What you should do -> Check every line of the entries below for the word "VisionProvider", and copy the ones that have it.

Entries taken from a collection ->

//! Anthropic Messages API client with retry logic

use async_trait::async_trait;
use reqwest::{Client, StatusCode};
use serde::{Deserialize, Serialize};
use std::time::Duration;
use tokio::time::sleep;

use super::llm::LlmProvider;
use super::vision::VisionProvider;
use crate::config::{LlmConfig, VisionConfig};
use crate::error::{Error, Result};
use crate::types::ChatMessage;

const API_VERSION: &str = "2023-06-01";

/// Anthropic API client with automatic retry
pub struct AnthropicClient {
    /// HTTP client
    client: Client,
    /// Chat configuration
    config: LlmConfig,
    /// Image description configuration
    vision: VisionConfig,
}

#[derive(Debug, Serialize)]
struct MessagesRequest<'a> {
    model: &'a str,
    max_tokens: u32,
    temperature: f32,
    #[serde(skip_serializing_if = "Option::is_none")]
    system: Option<&'a str>,
    messages: Vec<RequestMessage<'a>>,
}

#[derive(Debug, Serialize)]
struct RequestMessage<'a> {
    role: &'a str,
    content: Vec<ContentBlock<'a>>,
}

#[derive(Debug, Serialize)]
#[serde(tag = "type", rename_all = "snake_case")]
enum ContentBlock<'a> {
    Text { text: &'a str },
    Image { source: ImageSource<'a> },
}

#[derive(Debug, Serialize)]
struct ImageSource<'a> {
    #[serde(rename = "type")]
    kind: &'a str,
    media_type: &'a str,
    data: &'a str,
}

#[derive(Debug, Deserialize)]
struct MessagesResponse {
    #[serde(default)]
    content: Vec<ResponseBlock>,
}

#[derive(Debug, Deserialize)]
struct ResponseBlock {
    #[serde(rename = "type")]
    kind: String,
    #[serde(default)]
    text: Option<String>,
}

#[derive(Debug, Deserialize)]
struct ErrorResponse {
    error: ApiError,
}

#[derive(Debug, Deserialize)]
struct ApiError {
    #[serde(rename = "type")]
    kind: String,
    message: String,
}

impl AnthropicClient {
    /// Create a new client; a missing API key surfaces on the first call
    pub fn new(config: &LlmConfig, vision: &VisionConfig) -> Result<Self> {
        let client = Client::builder()
            .timeout(Duration::from_secs(config.timeout_secs))
            .pool_max_idle_per_host(5)
            .build()
            .map_err(|e| Error::internal(format!("Failed to create HTTP client: {}", e)))?;

        if config.api_key.is_none() {
            tracing::warn!("ANTHROPIC_API_KEY is not set; generation requests will fail");
        }

        Ok(Self {
            client,
            config: config.clone(),
            vision: vision.clone(),
        })
    }

    /// Retry a request with exponential backoff
    ///
    /// Only transport faults, rate limits and server errors are retried.
    async fn retry_request<F, Fut, T>(&self, operation: F) -> Result<T>
    where
        F: Fn() -> Fut,
        Fut: std::future::Future<Output = Result<T>>,
    {
        let mut last_error = None;

        for attempt in 0..=self.config.max_retries {
            match operation().await {
                Ok(result) => return Ok(result),
                Err(e) if !is_retryable(&e) => return Err(e),
                Err(e) => {
                    last_error = Some(e);
                    if attempt < self.config.max_retries {
                        let delay = Duration::from_secs(2u64.pow(attempt));
                        tracing::warn!(
                            "Request failed (attempt {}/{}), retrying in {:?}",
                            attempt + 1,
                            self.config.max_retries + 1,
                            delay
                        );
                        sleep(delay).await;
                    }
                }
            }
        }

        Err(last_error.unwrap_or_else(|| Error::Llm("Unknown error".to_string())))
    }

    async fn send(&self, request: &MessagesRequest<'_>) -> Result<String> {
        let api_key = self
            .config
            .api_key
            .as_deref()
            .ok_or_else(|| Error::Config("ANTHROPIC_API_KEY is not set".to_string()))?;
        let url = format!("{}/v1/messages", self.config.base_url.trim_end_matches('/'));
        let url = url.as_str();
        let client = &self.client;

        self.retry_request(move || async move {
            let response = client
                .post(url)
                .header("x-api-key", api_key)
                .header("anthropic-version", API_VERSION)
                .json(request)
                .send()
                .await
                .map_err(|e| Error::upstream(format!("Anthropic request failed: {}", e)))?;

            let status = response.status();
            let body = response.text().await?;
            if !status.is_success() {
                return Err(api_error(status, &body));
            }
            extract_text(&body)
        })
        .await
    }
}

fn is_retryable(err: &Error) -> bool {
    matches!(err, Error::Upstream(_) | Error::Http(_))
}

/// Rate limits and server faults are upstream errors, other statuses are
/// request errors
fn api_error(status: StatusCode, body: &str) -> Error {
    let detail = serde_json::from_str::<ErrorResponse>(body)
        .map(|e| format!("{}: {}", e.error.kind, e.error.message))
        .unwrap_or_else(|_| body.trim().to_string());
    let message = format!("Anthropic API returned {}: {}", status, detail);

    if status == StatusCode::TOO_MANY_REQUESTS || status.is_server_error() {
        Error::upstream(message)
    } else {
        Error::llm(message)
    }
}

/// Concatenate the text blocks of a response
fn extract_text(body: &str) -> Result<String> {
    let response: MessagesResponse = serde_json::from_str(body)?;
    let text: String = response
        .content
        .into_iter()
        .filter(|block| block.kind == "text")
        .filter_map(|block| block.text)
        .collect::<Vec<_>>()
        .join("");

    if text.trim().is_empty() {
        return Err(Error::llm("Anthropic response contained no text"));
    }
    Ok(text)
}

fn chat_request<'a>(
    config: &'a LlmConfig,
    system: &'a str,
    messages: &'a [ChatMessage],
) -> MessagesRequest<'a> {
    MessagesRequest {
        model: &config.model,
        max_tokens: config.max_tokens,
        temperature: config.temperature,
        system: Some(system).filter(|s| !s.trim().is_empty()),
        messages: messages
            .iter()
            .map(|m| RequestMessage {
                role: m.role.as_str(),
                content: vec![ContentBlock::Text { text: &m.content }],
            })
            .collect(),
    }
}

fn vision_request<'a>(
    vision: &'a VisionConfig,
    image_base64: &'a str,
    media_type: &'a str,
    instruction: &'a str,
) -> MessagesRequest<'a> {
    MessagesRequest {
        model: &vision.model,
        max_tokens: vision.max_tokens,
        temperature: vision.temperature,
        system: None,
        messages: vec![RequestMessage {
            role: "user",
            content: vec![
                ContentBlock::Text { text: instruction },
                ContentBlock::Image {
                    source: ImageSource {
                        kind: "base64",
                        media_type,
                        data: image_base64,
                    },
                },
            ],
        }],
    }
}

#[async_trait]
impl LlmProvider for AnthropicClient {
    async fn complete(&self, system: &str, messages: &[ChatMessage]) -> Result<String> {
        if messages.is_empty() {
            return Err(Error::input("At least one message is required"));
        }
        let request = chat_request(&self.config, system, messages);
        tracing::debug!(model = %self.config.model, turns = messages.len(), "Requesting completion");
        self.send(&request).await
    }

    fn name(&self) -> &str {
        "anthropic"
    }

    fn model(&self) -> &str {
        &self.config.model
    }
}

#[async_trait]
impl VisionProvider for AnthropicClient {
    async fn describe(
        &self,
        image_base64: &str,
        media_type: &str,
        instruction: &str,
    ) -> Result<String> {
        let request = vision_request(&self.vision, image_base64, media_type, instruction);
        tracing::debug!(model = %self.vision.model, media_type = %media_type, "Requesting image description");
        self.send(&request).await
    }
}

Response to the exercise ->
use super::vision::VisionProvider;
impl VisionProvider for AnthropicClient {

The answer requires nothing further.